## DATA TO PROCESS
>>>

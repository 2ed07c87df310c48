//! Cached per-method adapters.
//!
//! The first registration of a method builds an adapter template: the
//! method's typed adapter constructor when it has one, otherwise a
//! constructor around its pre-resolved by-name call. Templates are cached
//! per [`MethodId`] for the lifetime of the factory; every registration
//! instantiates its own adapter from the template.

use std::any::type_name;
use std::fmt;
use std::sync::Arc;
use std::sync::atomic::{AtomicUsize, Ordering};

use dashmap::DashMap;
use tracing::{debug, trace};

use super::{EventListener, HandlerReturn, ListenerFactory, downcast_event, expect_unit};
use crate::check;
use crate::error::{InvocationError, RegistrationError};
use crate::event::{AsAny, Event, EventType};
use crate::method::{AdapterFn, DynCall, Method, MethodId, MethodTable, Owner, adapter_fn};

/// Factory that caches one adapter template per handler method.
#[derive(Default)]
pub struct CompiledListenerFactory {
    templates: DashMap<MethodId, AdapterFn>,
    generated: AtomicUsize,
}

impl CompiledListenerFactory {
    /// Create a factory with an empty cache.
    #[must_use]
    pub fn new() -> Self {
        Self::default()
    }

    /// Number of cached templates.
    #[must_use]
    pub fn adapter_count(&self) -> usize {
        self.templates.len()
    }

    /// Number of templates generated since creation.
    #[must_use]
    pub fn generated(&self) -> usize {
        self.generated.load(Ordering::Acquire)
    }

    /// Whether a template for `method` is cached.
    #[must_use]
    pub fn is_cached(&self, method: &MethodId) -> bool {
        self.templates.contains_key(method)
    }

    fn template(&self, method: &Method) -> AdapterFn {
        let id = method.id();
        if let Some(template) = self.templates.get(&id) {
            trace!(method = %id, "Adapter template cache hit");
            return Arc::clone(template.value());
        }
        let entry = self.templates.entry(id).or_insert_with(|| {
            self.generated.fetch_add(1, Ordering::AcqRel);
            debug!(
                method = %id,
                typed = method.adapter().is_some(),
                "Generated adapter template"
            );
            synthesize(method)
        });
        Arc::clone(entry.value())
    }
}

impl ListenerFactory for CompiledListenerFactory {
    fn create(
        &self,
        owner: Option<&Owner>,
        table: &Arc<MethodTable>,
        method: &Method,
        event_type: EventType,
    ) -> Result<Arc<dyn EventListener>, RegistrationError> {
        check::unique(table, method.info())?;
        check::validate(owner, method.info(), Some(event_type))?;
        let template = self.template(method);
        template(owner).ok_or(RegistrationError::OwnerMismatch {
            method: method.id(),
        })
    }
}

impl fmt::Debug for CompiledListenerFactory {
    fn fmt(&self, f: &mut fmt::Formatter<'_>) -> fmt::Result {
        f.debug_struct("CompiledListenerFactory")
            .field("adapters", &self.templates.len())
            .field("generated", &self.generated())
            .finish()
    }
}

fn synthesize(method: &Method) -> AdapterFn {
    if let Some(adapter) = method.adapter() {
        return Arc::clone(adapter);
    }
    let call = Arc::clone(method.call());
    let name = method.name();
    let event_type = method.info().params.first().and_then(|p| p.event_type());
    adapter_fn(move |owner| {
        let listener: Arc<dyn EventListener> = Arc::new(DynAdapter {
            owner: owner.cloned(),
            call: Arc::clone(&call),
            name,
            event_type,
        });
        Some(listener)
    })
}

/// Adapter bound to an owner and an instance method.
pub struct InstanceAdapter<O, E, R> {
    owner: Arc<O>,
    handler: fn(&O, &mut E) -> R,
    name: &'static str,
}

impl<O, E, R> InstanceAdapter<O, E, R> {
    pub(crate) fn new(owner: Arc<O>, handler: fn(&O, &mut E) -> R, name: &'static str) -> Self {
        Self {
            owner,
            handler,
            name,
        }
    }
}

impl<O, E, R> EventListener for InstanceAdapter<O, E, R>
where
    O: Send + Sync + 'static,
    E: Event,
    R: HandlerReturn,
{
    fn post(&self, event: &mut dyn Event) -> Result<(), InvocationError> {
        let event = downcast_event::<E>(event)?;
        (self.handler)(&self.owner, event)
            .into_result()
            .map_err(InvocationError::Handler)
    }
}

impl<O, E, R> fmt::Debug for InstanceAdapter<O, E, R> {
    fn fmt(&self, f: &mut fmt::Formatter<'_>) -> fmt::Result {
        f.debug_struct("InstanceAdapter")
            .field("owner", &type_name::<O>())
            .field("method", &self.name)
            .finish_non_exhaustive()
    }
}

/// Adapter for an associated function.
pub struct StaticAdapter<E, R> {
    handler: fn(&mut E) -> R,
    name: &'static str,
}

impl<E, R> StaticAdapter<E, R> {
    pub(crate) fn new(handler: fn(&mut E) -> R, name: &'static str) -> Self {
        Self { handler, name }
    }
}

impl<E, R> EventListener for StaticAdapter<E, R>
where
    E: Event,
    R: HandlerReturn,
{
    fn post(&self, event: &mut dyn Event) -> Result<(), InvocationError> {
        let event = downcast_event::<E>(event)?;
        (self.handler)(event)
            .into_result()
            .map_err(InvocationError::Handler)
    }
}

impl<E, R> fmt::Debug for StaticAdapter<E, R> {
    fn fmt(&self, f: &mut fmt::Formatter<'_>) -> fmt::Result {
        f.debug_struct("StaticAdapter")
            .field("method", &self.name)
            .finish_non_exhaustive()
    }
}

/// Adapter around the pre-resolved by-name call of a dynamic method.
pub struct DynAdapter {
    owner: Option<Owner>,
    call: DynCall,
    name: &'static str,
    event_type: Option<EventType>,
}

impl EventListener for DynAdapter {
    fn post(&self, event: &mut dyn Event) -> Result<(), InvocationError> {
        let found = AsAny::type_key(&*event);
        if let Some(expected) = self.event_type
            && expected.key() != found
        {
            return Err(InvocationError::EventMismatch {
                expected: expected.key().name(),
                found: found.name(),
            });
        }
        let ret = (self.call)(self.owner.as_ref(), &mut [event.as_any_mut()])?;
        expect_unit(self.name, &*ret)
    }
}

impl fmt::Debug for DynAdapter {
    fn fmt(&self, f: &mut fmt::Formatter<'_>) -> fmt::Result {
        f.debug_struct("DynAdapter")
            .field("method", &self.name)
            .field("event_type", &self.event_type)
            .finish_non_exhaustive()
    }
}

<<<

## TASK ITEM
Nothing but a number is expected: the tally of lines in the records that include the word "DashMap".

## FINAL ANSWER
2